For whatever reason, Balkan music in New York has evolved to the point where there’s a sort of Balkan solstice, in winter and late summer. Golden Festival takes place in mid-January, a worldwide gathering of bands and singers, held for the past several years at Grand Prospect Hall at the southern tip of Park Slope. The New York Gypsy Festival features many similarly first-class acts, spread across several weeks and venues in September and October. One of the highlights of this year’s festival promises to be the performance of rare Jewish songs from Polesia by charismatic Polish art-rock/folk noir singer and keyboardist/multi-instrumentalist Karolina Cicha with cellist Bart Palyga at Drom on Sept 28 at 8 PM. $15 advance tix are very highly recommended.

Cicha is an intense performer who deserves to be better known outside her home country. At this show, she and Palyga will be playing songs from her 9 Languages project, a mix of somsetimes driving, sometimes haunting, often otherworldly Jewish folk material from the badlands of Polesia, bordering Russia, Belarus and Lithuana, a desolate region that for many decades was home to a more-or-less thriving Jewish community. Cicha has a thing for rare and antique instruments, both winds and strings, which may be a part of this.

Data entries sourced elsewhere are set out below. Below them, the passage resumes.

//! Label and tone lookups for enumerated assessment values.
//!
//! Unrecognized values never fail: they fall back to a gray tone and a
//! capitalized or "Unknown" label.
use super::palette::Tone;

/// A display label with its tone.
#[derive(Debug, Clone, PartialEq, Eq)]
pub struct Badge {
    pub label: String,
    pub tone: Tone,
}

impl Badge {
    fn new(label: impl Into<String>, tone: Tone) -> Self {
        Self {
            label: label.into(),
            tone,
        }
    }
}

pub const UNKNOWN: &str = "Unknown";

/// Upper-cases the first character.
pub fn capitalize(value: &str) -> String {
    let mut chars = value.chars();
    match chars.next() {
        Some(first) => first.to_uppercase().chain(chars).collect(),
        None => String::new(),
    }
}

pub fn confidence(value: Option<&str>) -> Badge {
    match value.map(|v| v.to_ascii_lowercase()).as_deref() {
        Some("high") => Badge::new("High", Tone::Green),
        Some("medium") => Badge::new("Medium", Tone::Orange),
        Some("low") => Badge::new("Low", Tone::Red),
        Some(other) if !other.is_empty() => Badge::new(capitalize(other), Tone::Gray),
        _ => Badge::new(UNKNOWN, Tone::Gray),
    }
}

/// Trend of a score or of CVE/incident counts.
#[derive(Debug, Clone, PartialEq, Eq)]
pub struct Trend {
    pub arrow: &'static str,
    pub label: &'static str,
    pub tone: Tone,
}

/// For counts, `improving` means fewer findings: shown as a green down arrow.
pub fn trend(value: Option<&str>) -> Trend {
    match value.map(|v| v.to_ascii_lowercase()).as_deref() {
        Some("improving") => Trend {
            arrow: "↓",
            label: "Improving",
            tone: Tone::Green,
        },
        Some("declining") => Trend {
            arrow: "↑",
            label: "Declining",
            tone: Tone::Red,
        },
        _ => Trend {
            arrow: "→",
            label: "Stable",
            tone: Tone::Blue,
        },
    }
}

pub fn compliance_level(value: Option<&str>) -> Badge {
    match value.map(|v| v.to_ascii_lowercase()).as_deref() {
        Some("compliant") => Badge::new("Compliant", Tone::Green),
        Some("non-compliant") => Badge::new("Non-compliant", Tone::Red),
        Some("partial") => Badge::new("Partial", Tone::Orange),
        Some(other) if !other.is_empty() => Badge::new(capitalize(other), Tone::Gray),
        _ => Badge::new(UNKNOWN, Tone::Gray),
    }
}

pub fn cert_status(value: Option<&str>) -> Badge {
    match value.map(|v| v.to_ascii_lowercase()).as_deref() {
        Some("active") => Badge::new("Active", Tone::Green),
        Some("expired") => Badge::new("Expired", Tone::Red),
        Some("pending") => Badge::new("Pending", Tone::Orange),
        Some(other) if !other.is_empty() => Badge::new(capitalize(other), Tone::Gray),
        _ => Badge::new(UNKNOWN, Tone::Gray),
    }
}

pub fn deployment(value: Option<&str>) -> String {
    match value.map(|v| v.to_ascii_lowercase()).as_deref() {
        Some("on-premise") => "On-Premise".to_string(),
        Some("cloud") => "Cloud".to_string(),
        Some("saas") => "SaaS".to_string(),
        Some("hybrid") => "Hybrid".to_string(),
        Some(other) if !other.is_empty() => capitalize(other),
        _ => UNKNOWN.to_string(),
    }
}

/// Tone of a CVE severity (critical/high/medium/low).
pub fn cve_severity_tone(value: Option<&str>) -> Tone {
    match value.map(|v| v.to_ascii_lowercase()).as_deref() {
        Some("critical") => Tone::Red,
        Some("high") => Tone::Orange,
        Some("medium") => Tone::Yellow,
        Some("low") => Tone::Green,
        _ => Tone::Gray,
    }
}

/// Tone of an incident severity, which has no critical level.
pub fn incident_severity_tone(value: Option<&str>) -> Tone {
    match value.map(|v| v.to_ascii_lowercase()).as_deref() {
        Some("critical") | Some("high") => Tone::Red,
        Some("medium") => Tone::Orange,
        Some("low") => Tone::Yellow,
        _ => Tone::Gray,
    }
}

pub fn yes_no(value: Option<bool>) -> &'static str {
    match value {
        Some(true) => "Yes",
        Some(false) => "No",
        None => UNKNOWN,
    }
}

/// Text or the "Unknown" placeholder when absent or blank.
pub fn or_unknown(value: Option<&str>) -> &str {
    match value {
        Some(v) if !v.trim().is_empty() => v,
        _ => UNKNOWN,
    }
}

#[cfg(test)]
mod tests {
    use super::*;

    #[test]
    fn test_capitalize() {
        assert_eq!(capitalize("partial"), "Partial");
        assert_eq!(capitalize(""), "");
    }

    #[test]
    fn test_confidence() {
        assert_eq!(confidence(Some("high")).tone, Tone::Green);
        assert_eq!(confidence(Some("Medium")).tone, Tone::Orange);
        assert_eq!(confidence(Some("low")).tone, Tone::Red);
        assert_eq!(confidence(None).label, "Unknown");
    }

    #[test]
    fn test_trend() {
        let improving = trend(Some("improving"));
        assert_eq!((improving.arrow, improving.tone), ("↓", Tone::Green));
        let declining = trend(Some("declining"));
        assert_eq!((declining.arrow, declining.tone), ("↑", Tone::Red));
        assert_eq!(trend(None).label, "Stable");
        assert_eq!(trend(Some("sideways")).tone, Tone::Blue);
    }

    #[test]
    fn test_compliance_and_cert_status() {
        assert_eq!(compliance_level(Some("non-compliant")).tone, Tone::Red);
        assert_eq!(compliance_level(Some("partial")).label, "Partial");
        assert_eq!(cert_status(Some("expired")).tone, Tone::Red);
        assert_eq!(cert_status(Some("pending")).tone, Tone::Orange);
        assert_eq!(cert_status(Some("revoked")).label, "Revoked");
    }

    #[test]
    fn test_deployment_labels() {
        assert_eq!(deployment(Some("saas")), "SaaS");
        assert_eq!(deployment(Some("on-premise")), "On-Premise");
        assert_eq!(deployment(None), "Unknown");
    }

    #[test]
    fn test_severity_tones() {
        assert_eq!(cve_severity_tone(Some("Critical")), Tone::Red);
        assert_eq!(cve_severity_tone(Some("low")), Tone::Green);
        assert_eq!(incident_severity_tone(Some("High")), Tone::Red);
        assert_eq!(incident_severity_tone(Some("low")), Tone::Yellow);
    }

    #[test]
    fn test_placeholders() {
        assert_eq!(yes_no(Some(true)), "Yes");
        assert_eq!(yes_no(None), "Unknown");
        assert_eq!(or_unknown(Some("  ")), "Unknown");
        assert_eq!(or_unknown(Some("AES")), "AES");
    }
}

Cicha’s vocals are starkly ornamented, plaintive and often anguished: avant-garde Carpathian chanteuse Mariana Sadovska often comes to mind. For a taste of Cicha’s goth-tinged antiwar art-rock, check out her video page. For her more folk-oriented material, there’s a page of intriguing audio at Flipswitch. The first track starts out seemingly blithely, a flute-driven dance that quickly goes into creepy art-rock territory. The second is a breathless folk-rock stomp with jawharp, accordion, shivery fiddle and ominuous layers of throat-singing. There’s a pulsing art-rock fiddle tune with hypnotically soaring mulititracked vocals, and an even more hypnotic, gorgeously atmospheric one with accordion and layers of strings and vocals. There’s also an eerily bouncing piano-and-accordion vamp, a swaying lute dance that sounds like a sea chantey, a mournful klezmer accordion tune from her hometown of Bialystock, and an angst-fueled vocalese-and-cello piece that sounds like a Polish Randi Russo, just for starters. Those who want to go deeper into Cicha’s fascinatingly eclectic catalog can also check out her ethnocloud and youtube channels.